Another unintended consequence would be higher traffic fatalities as a result of lighter and less impact-resistant automobiles. As noted by Thomas Pyle, president of the Institute for Energy Research, “One of the most efficient ways to increase the amount of miles a vehicle can travel per gallon of gasoline is to reduce the weight of the vehicle. Therefore, auto manufacturers will be forced to make cars that are smaller and lighter in order to meet President Obama’s new CAFÉ standards. Far from a win for consumers, this type of government-knows-best policy is the exact opposite of how a market economy functions.” A Brookings Institute study showed that a 500-pound weight reduction of the average automobile increased annual highway fatalities by between 2,200 and 3,900, and serious injuries by 11,000 to 19,500.

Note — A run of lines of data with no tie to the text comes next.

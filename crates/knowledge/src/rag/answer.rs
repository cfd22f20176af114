//! Grounded answer generation.
//!
//! Renders the grounding prompt, makes one call to the generation backend
//! and turns whatever comes back into answer text. Backend failures never
//! escape: each failure mode becomes its own fallback message.

use kbqa_core::AppResult;
use kbqa_llm::{truncate_chars, ChatError, ChatReply, ChatRequest, LlmClient};
use kbqa_prompt::{build_grounded_prompt, BuiltPrompt, PromptDefinition};
use std::sync::Arc;

/// Maximum characters of a raw reply echoed back for an unrecognised shape.
const MAX_RAW_REPLY_CHARS: usize = 2000;

/// Produces answers grounded on retrieved context.
#[derive(Clone)]
pub struct AnswerGenerator {
    client: Arc<dyn LlmClient>,
    model: String,
    prompt: PromptDefinition,
    domain: String,
}

impl AnswerGenerator {
    /// Create a generator.
    ///
    /// `domain` is the corpus's own label; without one the prompt's domain
    /// is named in the system instruction. The prompt is rendered once up
    /// front so a broken template is reported at startup instead of on the
    /// first question.
    pub fn new(
        client: Arc<dyn LlmClient>,
        model: impl Into<String>,
        prompt: PromptDefinition,
        domain: Option<&str>,
    ) -> AppResult<Self> {
        let domain = domain.map_or_else(|| prompt.domain.clone(), str::to_string);
        let generator = Self {
            client,
            model: model.into(),
            prompt,
            domain,
        };
        generator.build_prompt("", "")?;
        Ok(generator)
    }

    /// Domain named in the system instruction.
    pub fn domain(&self) -> &str {
        &self.domain
    }

    pub fn model(&self) -> &str {
        &self.model
    }

    pub fn endpoint(&self) -> &str {
        self.client.endpoint()
    }

    pub fn provider_name(&self) -> &str {
        self.client.provider_name()
    }

    /// Answer `query` from `context`. An empty context is replaced by the
    /// prompt's no-context marker.
    pub async fn answer(&self, query: &str, context: &str) -> String {
        let prompt = match self.build_prompt(query, context) {
            Ok(prompt) => prompt,
            Err(e) => {
                tracing::warn!("Failed to render prompt '{}': {}", self.prompt.id, e);
                return format!("Error: Could not build the grounding prompt. Details: {}", e);
            }
        };

        let request = ChatRequest::grounded(&self.model, prompt.system, prompt.user);

        tracing::info!(
            "Sending question to {} ({}, model {})",
            self.client.endpoint(),
            self.client.provider_name(),
            self.model
        );

        match self.client.chat(&request).await {
            Ok(reply) => self.reply_text(reply),
            Err(err) => self.fallback(err),
        }
    }

    fn build_prompt(&self, query: &str, context: &str) -> AppResult<BuiltPrompt> {
        build_grounded_prompt(&self.prompt, query, context, Some(self.domain.as_str()))
    }

    fn reply_text(&self, reply: ChatReply) -> String {
        if let Some(text) = reply.text() {
            tracing::debug!("Reply shape: {}", reply.shape.name());
            return text.to_string();
        }

        tracing::warn!("Unrecognised reply shape from {}", self.client.endpoint());
        let raw = reply.raw.to_string();
        format!(
            "Warning: Unexpected response shape from the generation backend. Raw response (truncated): {}",
            truncate_chars(&raw, MAX_RAW_REPLY_CHARS)
        )
    }

    fn fallback(&self, err: ChatError) -> String {
        tracing::warn!("Generation failed: {}", err);

        match err {
            ChatError::Transport { endpoint, details } => format!(
                "Error: Could not connect to the generation backend at {}. Ensure it is running and model '{}' is available. Details: {}",
                endpoint, self.model, details
            ),
            ChatError::Status {
                endpoint,
                status,
                body,
            } => format!(
                "Error: Generation backend at {} returned HTTP {}: {}",
                endpoint, status, body
            ),
            ChatError::MalformedBody(_) => {
                "Error: Invalid JSON response from the generation backend.".to_string()
            }
        }
    }
}

impl std::fmt::Debug for AnswerGenerator {
    fn fmt(&self, f: &mut std::fmt::Formatter<'_>) -> std::fmt::Result {
        f.debug_struct("AnswerGenerator")
            .field("provider", &self.client.provider_name())
            .field("endpoint", &self.client.endpoint())
            .field("model", &self.model)
            .field("prompt", &self.prompt.id)
            .field("domain", &self.domain)
            .finish()
    }
}
//! Generation client factory.
//!
//! Builds the client for the configured provider. Configuration has already
//! been validated by the time this runs, so failures here are setup errors.

use crate::client::LlmClient;
use crate::providers::{OllamaClient, OpenAiClient};
use crate::types::ProviderType;
use kbqa_core::config::{DEFAULT_OLLAMA_ENDPOINT, DEFAULT_OPENAI_ENDPOINT};
use std::sync::Arc;
use std::time::Duration;

/// Create a generation client based on the provider name.
///
/// # Arguments
/// * `provider` - Provider identifier ("ollama", "openai")
/// * `endpoint` - Optional custom endpoint URL
/// * `api_key` - Optional API key (sent as a bearer token by OpenAI-style clients)
/// * `timeout` - Upper bound for a single request
///
/// # Errors
/// Returns error if the provider is unknown or the HTTP client cannot be built.
pub fn create_client(
    provider: &str,
    endpoint: Option<&str>,
    api_key: Option<&str>,
    timeout: Duration,
) -> Result<Arc<dyn LlmClient>, String> {
    let provider_type =
        ProviderType::parse(provider).ok_or_else(|| format!("Unknown provider: {}", provider))?;

    match provider_type {
        ProviderType::Ollama => {
            let endpoint = endpoint.unwrap_or(DEFAULT_OLLAMA_ENDPOINT);
            let client = OllamaClient::with_endpoint(endpoint, timeout)
                .map_err(|e| format!("Failed to create Ollama client: {}", e))?;
            Ok(Arc::new(client))
        }
        ProviderType::OpenAI => {
            let endpoint = endpoint.unwrap_or(DEFAULT_OPENAI_ENDPOINT);
            let client =
                OpenAiClient::with_endpoint(endpoint, api_key.map(str::to_string), timeout)
                    .map_err(|e| format!("Failed to create OpenAI-compatible client: {}", e))?;
            Ok(Arc::new(client))
        }
    }
}

#[cfg(test)]
mod tests {
    use super::*;

    const TIMEOUT: Duration = Duration::from_secs(60);

    #[test]
    fn test_create_ollama_client() {
        let client = create_client("ollama", None, None, TIMEOUT).unwrap();
        assert_eq!(client.provider_name(), "ollama");
        assert_eq!(client.endpoint(), DEFAULT_OLLAMA_ENDPOINT);
    }

    #[test]
    fn test_create_ollama_with_custom_endpoint() {
        let client =
            create_client("ollama", Some("http://localhost:8080/api/chat"), None, TIMEOUT).unwrap();
        assert_eq!(client.endpoint(), "http://localhost:8080/api/chat");
    }

    #[test]
    fn test_create_openai_client_without_key() {
        // Local OpenAI-compatible servers usually need no key
        let client = create_client("openai", None, None, TIMEOUT).unwrap();
        assert_eq!(client.provider_name(), "openai");
        assert_eq!(client.endpoint(), DEFAULT_OPENAI_ENDPOINT);
    }

    #[test]
    fn test_unknown_provider() {
        match create_client("unknown", None, None, TIMEOUT) {
            Err(err) => assert!(err.contains("Unknown provider")),
            Ok(_) => panic!("Expected error for unknown provider"),
        }
    }
}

There are additional unintended consequences, including the reasonable conclusion that by lowering the cost of driving a new car, its owners will drive more rather than less, thus increasing the use of gasoline. It may be a bit of a stretch, but Gary Galles, writing for Mises.org, suggests that cheaper driving costs “would facilitate housing development farther from workplaces, further progressively eating into gas savings over time, while worsening congestion and all its adverse consequences.” What is more likely is that owners of older vehicles would keep them in service longer, thus increasing pollutants into the atmosphere that the mandates are supposed to reduce. A study by Andrew Kleit of Pennsylvania State University showed that a 50-percent increase in CAFE (Corporate Average Fuel Economy) standards would increase total emissions by 2.3 percent, nitrogen oxide by 3.8 percent, and carbon monoxide emissions by 5 percent. 

Keeping in mind that world crude oil production by the year 2020 would exceed 100 million barrels a day, according to estimates by the Energy Information Agency, even if the Obama mandates do save the claimed 2.2 million barrels a day, that’s 2 percent. Talk about straining at a gnat!

A blogger at CNSNews.com summed up the administration’s new mandate nicely:

This is the argument of Obama’s administration that ticks me off the most. Yes, I’d like to buy a new car with great gas mileage. Yes, I’d like to replace my a/c unit in my house with one that works better and costs less to run. Yes, I’d like to do the same with my furnace. Yes, I’d like to eat healthy food that isn’t drenched in preservatives, and to join a gym so I can exercise even when it’s 115 degrees outside. All of these things would result in enormous cost savings to me over time. The problem is that [I] cannot afford all this stuff!